Commons:Structured data/Overview

From Wikimedia Commons, the free media repository
Jump to navigation Jump to search
Translate this page; This page contains changes which are not marked for translation.

Since its inception, Wikimedia Commons has provided one of the most successful platforms within the Wikimedia community for sharing knowledge. It has, however, long been known that a number of underlying technical hurdles have prevented it from becoming an ideal platform for other knowledge communities, potential partners and our Wikimedia communities. Responding to these technical challenges would include creating features that would allow both Wikimedia communities and external partners to take full advantage of that platform, including multilingual description and categories, holistic APIs, and better metadata management. All of which by extension substantially improve broader public access to Commons, through features like multilingual search.

Starting in 2014, the Foundation began initial exploration into the concept of structured data on Commons to address these requests. This initial exploration identified most of the core architectural features needed for improvement to Commons and found that these features fit well within the the roadmap for the Wikidata software, Wikibase, supported by WMDE. At that point, the 2014 project was slowed, and delayed until Wikibase offered more robust infrastructure. During 2016, we have reached that point, allowing for an initial demonstration of how Structured Data on Commons could work.

In October 2016, WMF and Wikimedia Deutschland announced a funding agreement that would provide multi year support for Wikidata, including funding for backend support for integrating Wikidata into Wikimedia Commons. WMF’s long-term roadmap includes plan to build tools to make this infrastructure usable by the Commons and GLAM communities. However, the sum of this work would not be resourced for several years.

Recently, WMF was approached by a grantmaker to apply for funding that could accelerate this work into a quicker three-year time frame. The potential funding may cover the cost of some work that is already in WMF’s annual plan and budget. WMF’s fundraising team generally does not seek funding for projects outside of WMF’s annual plan. However, this is a unique opportunity where a funder approached us with the potential interest of accelerating the work on this existing project. To be clear and to set expectations appropriately, we have only been asked to apply. We may receive funding or we may not.

NOTE: This is NOT a new project proposal. Currently, this page discusses a October 2016 update from the WMF on possibly expediting the project.
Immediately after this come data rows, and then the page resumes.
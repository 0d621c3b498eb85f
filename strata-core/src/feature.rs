//! Features and lazy feature sequences.

use std::collections::BTreeMap;
use std::fmt;

use crate::Value;

/// A single feature returned by a datasource query.
///
/// The geometry is handed over in its encoded transport form (WKB for
/// PostGIS). Decoding it is the caller's concern.
#[derive(Debug, Clone, PartialEq, Default)]
pub struct Feature {
    /// Row identifier.
    pub id: i64,
    /// Opaque encoded geometry.
    pub geometry: Vec<u8>,
    /// Requested attribute values keyed by property name.
    pub attributes: BTreeMap<String, Value>,
}

impl Feature {
    /// Create a feature without attributes.
    #[must_use]
    pub const fn new(id: i64, geometry: Vec<u8>) -> Self {
        Self {
            id,
            geometry,
            attributes: BTreeMap::new(),
        }
    }

    /// Attach an attribute value.
    #[must_use]
    pub fn with_attribute(mut self, name: impl Into<String>, value: impl Into<Value>) -> Self {
        self.attributes.insert(name.into(), value.into());
        self
    }

    /// Look up an attribute value by name.
    #[must_use]
    pub fn attribute(&self, name: &str) -> Option<&Value> {
        self.attributes.get(name)
    }
}

/// Why a featureset is empty even though the query itself was valid.
///
/// Renderers typically draw nothing for a degraded layer and carry on with
/// the rest of the composition; callers that care can tell this apart from a
/// genuinely empty result.
#[derive(Debug, Clone, PartialEq, Eq)]
pub enum Degradation {
    /// Every pooled connection was in use and the pool was at capacity.
    PoolExhausted {
        /// Human-readable pool identity.
        pool: String,
    },
    /// A connection could not be established or validated.
    ConnectionFailed {
        /// Backend failure message.
        reason: String,
    },
}

impl fmt::Display for Degradation {
    fn fmt(&self, f: &mut fmt::Formatter<'_>) -> fmt::Result {
        match self {
            Self::PoolExhausted { pool } => write!(f, "connection pool {pool} is exhausted"),
            Self::ConnectionFailed { reason } => write!(f, "connection failed: {reason}"),
        }
    }
}

/// Lazy, single-pass sequence of features.
///
/// A featureset is not restartable: iterate it again by issuing a new query.
/// Dropping it releases whatever backend resources it holds.
pub struct Featureset {
    inner: Box<dyn Iterator<Item = Feature> + Send>,
    degradation: Option<Degradation>,
}

impl Featureset {
    /// Wrap an iterator of features.
    pub fn new<I>(features: I) -> Self
    where
        I: Iterator<Item = Feature> + Send + 'static,
    {
        Self {
            inner: Box::new(features),
            degradation: None,
        }
    }

    /// A legitimately empty result.
    #[must_use]
    pub fn empty() -> Self {
        Self::new(std::iter::empty())
    }

    /// An empty result caused by an unavailable backend.
    #[must_use]
    pub fn degraded(degradation: Degradation) -> Self {
        Self {
            inner: Box::new(std::iter::empty()),
            degradation: Some(degradation),
        }
    }

    /// Cause of degradation, if any.
    #[must_use]
    pub const fn degradation(&self) -> Option<&Degradation> {
        self.degradation.as_ref()
    }

    /// Whether the featureset was degraded to empty.
    #[must_use]
    pub const fn is_degraded(&self) -> bool {
        self.degradation.is_some()
    }
}

impl Iterator for Featureset {
    type Item = Feature;

    fn next(&mut self) -> Option<Self::Item> {
        self.inner.next()
    }

    fn size_hint(&self) -> (usize, Option<usize>) {
        self.inner.size_hint()
    }
}

impl fmt::Debug for Featureset {
    fn fmt(&self, f: &mut fmt::Formatter<'_>) -> fmt::Result {
        f.debug_struct("Featureset")
            .field("degradation", &self.degradation)
            .finish_non_exhaustive()
    }
}
/// Vector features from a PostGIS table or sub-select.
///
/// Construction introspects the layer once, on a pooled connection that is
/// released before the constructor returns. Every later query borrows from
/// the same pool.
#[derive(Debug)]
pub struct PostgisDatasource {
    settings: PostgisSettings,
    pool: Arc<Pool>,
    introspection: Introspection,
    diagnostics: Diagnostics,
}

impl PostgisDatasource {
    /// Build a datasource connecting with the `postgres` driver.
    ///
    /// # Errors
    ///
    /// Returns [`DatasourceError::Parameters`] for bad configuration and
    /// [`DatasourceError::Pool`] for an unusable pool sizing. An unreachable
    /// server is not an error; see [`diagnostics`](Self::diagnostics).
    #[cfg(feature = "backend-postgres")]
    pub fn new(params: &Parameters, pools: &PoolManager) -> Result<Self, DatasourceError> {
        let settings = PostgisSettings::from_parameters(params)?;
        let creator = Arc::new(crate::backend::PgConnectionCreator::new(&settings));
        Self::build(settings, pools, creator)
    }

    /// Build a datasource whose connections come from `creator`.
    ///
    /// The pool is keyed by the creator's identity.
    ///
    /// # Errors
    ///
    /// As for [`PostgisDatasource::new`].
    pub fn with_creator(
        params: &Parameters,
        pools: &PoolManager,
        creator: Arc<dyn ConnectionCreator>,
    ) -> Result<Self, DatasourceError> {
        let settings = PostgisSettings::from_parameters(params)?;
        Self::build(settings, pools, creator)
    }

    fn build(
        settings: PostgisSettings,
        pools: &PoolManager,
        creator: Arc<dyn ConnectionCreator>,
    ) -> Result<Self, DatasourceError> {
        let pool = pools.register(creator, settings.pool)?;
        let mut diagnostics = Diagnostics::default();
        let introspection = match pool.borrow() {
            Ok(mut lease) => Introspection::discover(&mut *lease, &settings, &mut diagnostics),
            Err(error) => {
                diagnostics.record("connection", error.to_string());
                Introspection::from_settings(&settings)
            }
        };
        debug!(
            "postgis: layer {} ready with {} attributes and {} diagnostics",
            settings.name,
            introspection.descriptor.attributes.len(),
            diagnostics.len()
        );
        Ok(Self {
            settings,
            pool,
            introspection,
            diagnostics,
        })
    }

    /// Problems recovered from during construction.
    #[must_use]
    pub const fn diagnostics(&self) -> &Diagnostics {
        &self.diagnostics
    }

    /// Effective settings.
    #[must_use]
    pub const fn settings(&self) -> &PostgisSettings {
        &self.settings
    }

    /// Pool shared by every datasource with the same identity.
    #[must_use]
    pub const fn pool(&self) -> &Arc<Pool> {
        &self.pool
    }

    /// Geometry column used in spatial predicates.
    #[must_use]
    pub fn geometry_field(&self) -> Option<&str> {
        self.introspection.geometry_field.as_deref()
    }

    /// SRID tagging every spatial predicate; `None` when unknown.
    #[must_use]
    pub const fn srid(&self) -> Option<i32> {
        self.introspection.srid
    }

    /// The statement [`features`](Datasource::features) would run for
    /// `query`.
    ///
    /// Requested properties the layer does not have are left out when the
    /// schema is known. A key column missing from a known schema is
    /// replaced by `NULL`, so features are numbered by row instead.
    ///
    /// # Errors
    ///
    /// Returns [`DatasourceError::MissingGeometryColumn`] when no geometry
    /// column is known.
    pub fn feature_sql(&self, query: &Query) -> Result<(String, Vec<String>), DatasourceError> {
        let geometry_field = self
            .geometry_field()
            .ok_or_else(|| DatasourceError::MissingGeometryColumn {
                layer: self.settings.name.clone(),
            })?;
        let properties = self.selectable_properties(query);
        let sql = FeatureSql {
            table_spec: &self.settings.table,
            key_field: self.key_field(),
            geometry_field,
            srid: self.srid(),
            text_columns: &self.introspection.text_columns,
        }
        .build(query.bbox(), properties.iter().map(String::as_str));
        Ok((sql, properties))
    }

    fn key_field(&self) -> Option<&str> {
        let descriptor = &self.introspection.descriptor;
        let key = self.settings.key_field.as_str();
        (descriptor.attributes.is_empty() || descriptor.attribute(key).is_some()).then_some(key)
    }

    fn selectable_properties(&self, query: &Query) -> Vec<String> {
        let descriptor = &self.introspection.descriptor;
        query
            .property_names()
            .iter()
            .filter(|name| {
                let known = descriptor.attributes.is_empty() || descriptor.attribute(name).is_some();
                if !known {
                    warn!("postgis: layer {} has no attribute `{name}`; skipping it", descriptor.name);
                }
                known
            })
            .cloned()
            .collect()
    }

    fn degraded(&self, error: &PoolError) -> Option<Featureset> {
        let degradation = match error {
            PoolError::Unavailable { identity, .. } => Degradation::PoolExhausted {
                pool: identity.clone(),
            },
            PoolError::Connect { .. } | PoolError::Closed { .. } => Degradation::ConnectionFailed {
                reason: error.to_string(),
            },
            PoolError::InvalidSizing { .. } => return None,
        };
        warn!("postgis: layer {} returns no features: {degradation}", self.settings.name);
        Some(Featureset::degraded(degradation))
    }
}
What are we publishing here?

This page represents a synopsis of the potential accelerated roadmap/plan we expect sharing with potential funders for this work. We haven’t included the whole of the document, because it is still under discussion and review internally, and depending on who we receive/seek resources from the document will change. Additionally, much of the material contained within the document is for explaining the context of structured data on Commons to unfamiliar audiences (including, but not limited to Common’s scope, why linked structured metadata is important for multimedia, especially cultural heritage multimedia, and comparisons to other platforms). We have included here:

  • Our high-level roadmap for developing the project, if we get resources to expedite the work
  • Identified benefits and risks of the project.
  • The expected opportunity for changes in Commons.

If/when we gain the necessary external support for the accelerated project, we will share a fuller version (baring sensitive information) with the community.
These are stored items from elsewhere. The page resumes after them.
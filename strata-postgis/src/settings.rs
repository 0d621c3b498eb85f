//! Typed view of the datasource parameters.

use std::fmt;
use std::time::Duration;

use geo::{Coord, Rect};
use strata_core::{ParameterError, Parameters};
use strata_pool::{ConnectionIdentity, PoolSizing};

/// Default number of rows fetched per cursor round trip.
pub const DEFAULT_CURSOR_SIZE: usize = 200;
/// Default eager pool size.
pub const DEFAULT_INITIAL_SIZE: usize = 10;
/// Default pool capacity.
pub const DEFAULT_MAX_SIZE: usize = 20;

/// Connection and layer settings for a PostGIS datasource.
///
/// Only `table` is required; every other key falls back to a default.
#[derive(Clone, PartialEq)]
pub struct PostgisSettings {
    /// Table name or parenthesised sub-select.
    pub table: String,
    /// Layer name; defaults to `table`.
    pub name: String,
    /// Server host.
    pub host: String,
    /// Server port; the driver default when absent.
    pub port: Option<u16>,
    /// Database name.
    pub dbname: String,
    /// Login role.
    pub user: String,
    /// Login password. Never part of the pool identity or `Debug` output.
    pub password: Option<String>,
    /// Geometry column overriding the catalog.
    pub geometry_field: Option<String>,
    /// Column holding feature identifiers.
    pub key_field: String,
    /// SRID overriding the catalog.
    pub srid: Option<i32>,
    /// Extent overriding estimation.
    pub extent: Option<Rect<f64>>,
    /// Whether to ask the server for an estimated extent.
    pub estimate_extent: bool,
    /// Rows fetched per cursor round trip.
    pub cursor_size: usize,
    /// Pool sizing for the connection identity.
    pub pool: PoolSizing,
    /// Bound on connection establishment.
    pub connect_timeout: Option<Duration>,
}

impl PostgisSettings {
    /// Read settings from flat parameters.
    ///
    /// # Errors
    ///
    /// Returns [`ParameterError::Missing`] without a `table`, and
    /// [`ParameterError::Invalid`] for values that do not parse.
    pub fn from_parameters(params: &Parameters) -> Result<Self, ParameterError> {
        let table = params.require("table")?.to_owned();
        let cursor_size = params.parse::<usize>("cursor_size")?.unwrap_or(DEFAULT_CURSOR_SIZE);
        if cursor_size == 0 {
            return Err(invalid("cursor_size", "0", "must be at least 1"));
        }
        let extent = params
            .get("extent")
            .map(|raw| parse_extent(raw).ok_or_else(|| invalid("extent", raw, "expected minx,miny,maxx,maxy")))
            .transpose()?;
        Ok(Self {
            name: params.get_or("name", &table).to_owned(),
            host: params.get_or("host", "localhost").to_owned(),
            port: params.parse("port")?,
            dbname: params.get_or("dbname", "").to_owned(),
            user: params.get_or("user", "").to_owned(),
            password: params.get("password").map(str::to_owned),
            geometry_field: params.get("geometry_field").map(str::to_owned),
            key_field: params.get_or("key_field", "gid").to_owned(),
            srid: params.parse("srid")?,
            extent,
            estimate_extent: params.flag("estimate_extent")?.unwrap_or(true),
            cursor_size,
            pool: PoolSizing::new(
                params.parse("initial_size")?.unwrap_or(DEFAULT_INITIAL_SIZE),
                params.parse("max_size")?.unwrap_or(DEFAULT_MAX_SIZE),
            ),
            connect_timeout: params.parse::<u64>("connect_timeout")?.map(Duration::from_secs),
            table,
        })
    }

    /// Pool key for these settings.
    #[must_use]
    pub fn identity(&self) -> ConnectionIdentity {
        let identity = ConnectionIdentity::new(&*self.host, &*self.dbname, &*self.user);
        match self.port {
            Some(port) => identity.with_port(port),
            None => identity,
        }
    }
}

impl fmt::Debug for PostgisSettings {
    fn fmt(&self, f: &mut fmt::Formatter<'_>) -> fmt::Result {
        f.debug_struct("PostgisSettings")
            .field("table", &self.table)
            .field("name", &self.name)
            .field("identity", &self.identity())
            .field("password", &self.password.as_ref().map(|_| "<redacted>"))
            .field("geometry_field", &self.geometry_field)
            .field("key_field", &self.key_field)
            .field("srid", &self.srid)
            .field("extent", &self.extent)
            .field("estimate_extent", &self.estimate_extent)
            .field("cursor_size", &self.cursor_size)
            .field("pool", &self.pool)
            .field("connect_timeout", &self.connect_timeout)
            .finish()
    }
}

fn invalid(name: &str, value: &str, reason: &str) -> ParameterError {
    ParameterError::Invalid {
        name: name.to_owned(),
        value: value.to_owned(),
        reason: reason.to_owned(),
    }
}

/// Parse `minx,miny,maxx,maxy` into a rectangle of finite coordinates.
fn parse_extent(raw: &str) -> Option<Rect<f64>> {
    let values: Vec<f64> = raw
        .split(',')
        .map(|part| part.trim().parse::<f64>().ok().filter(|value| value.is_finite()))
        .collect::<Option<_>>()?;
    let [minx, miny, maxx, maxy] = <[f64; 4]>::try_from(values).ok()?;
    Some(Rect::new(Coord { x: minx, y: miny }, Coord { x: maxx, y: maxy }))
}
Why do we need your comment? How can you help?

The Commons volunteer community has long asked for features that require a database-like structure that would let them describe the media more fully. For example, multilingual categories have been a long term conversation amongst our community that would allow more non-English speaking volunteers to effectively tag and find images. (See an early-2004 discussion, a 2008 blog post, the 2009 GLAM-WIKI Recommendations another in 2010, a question on Quora, the 2015 Community Wishlist and more recent discussions.)

It is our continued hope that Structured data on Commons provides a foundation for solving those problems in general.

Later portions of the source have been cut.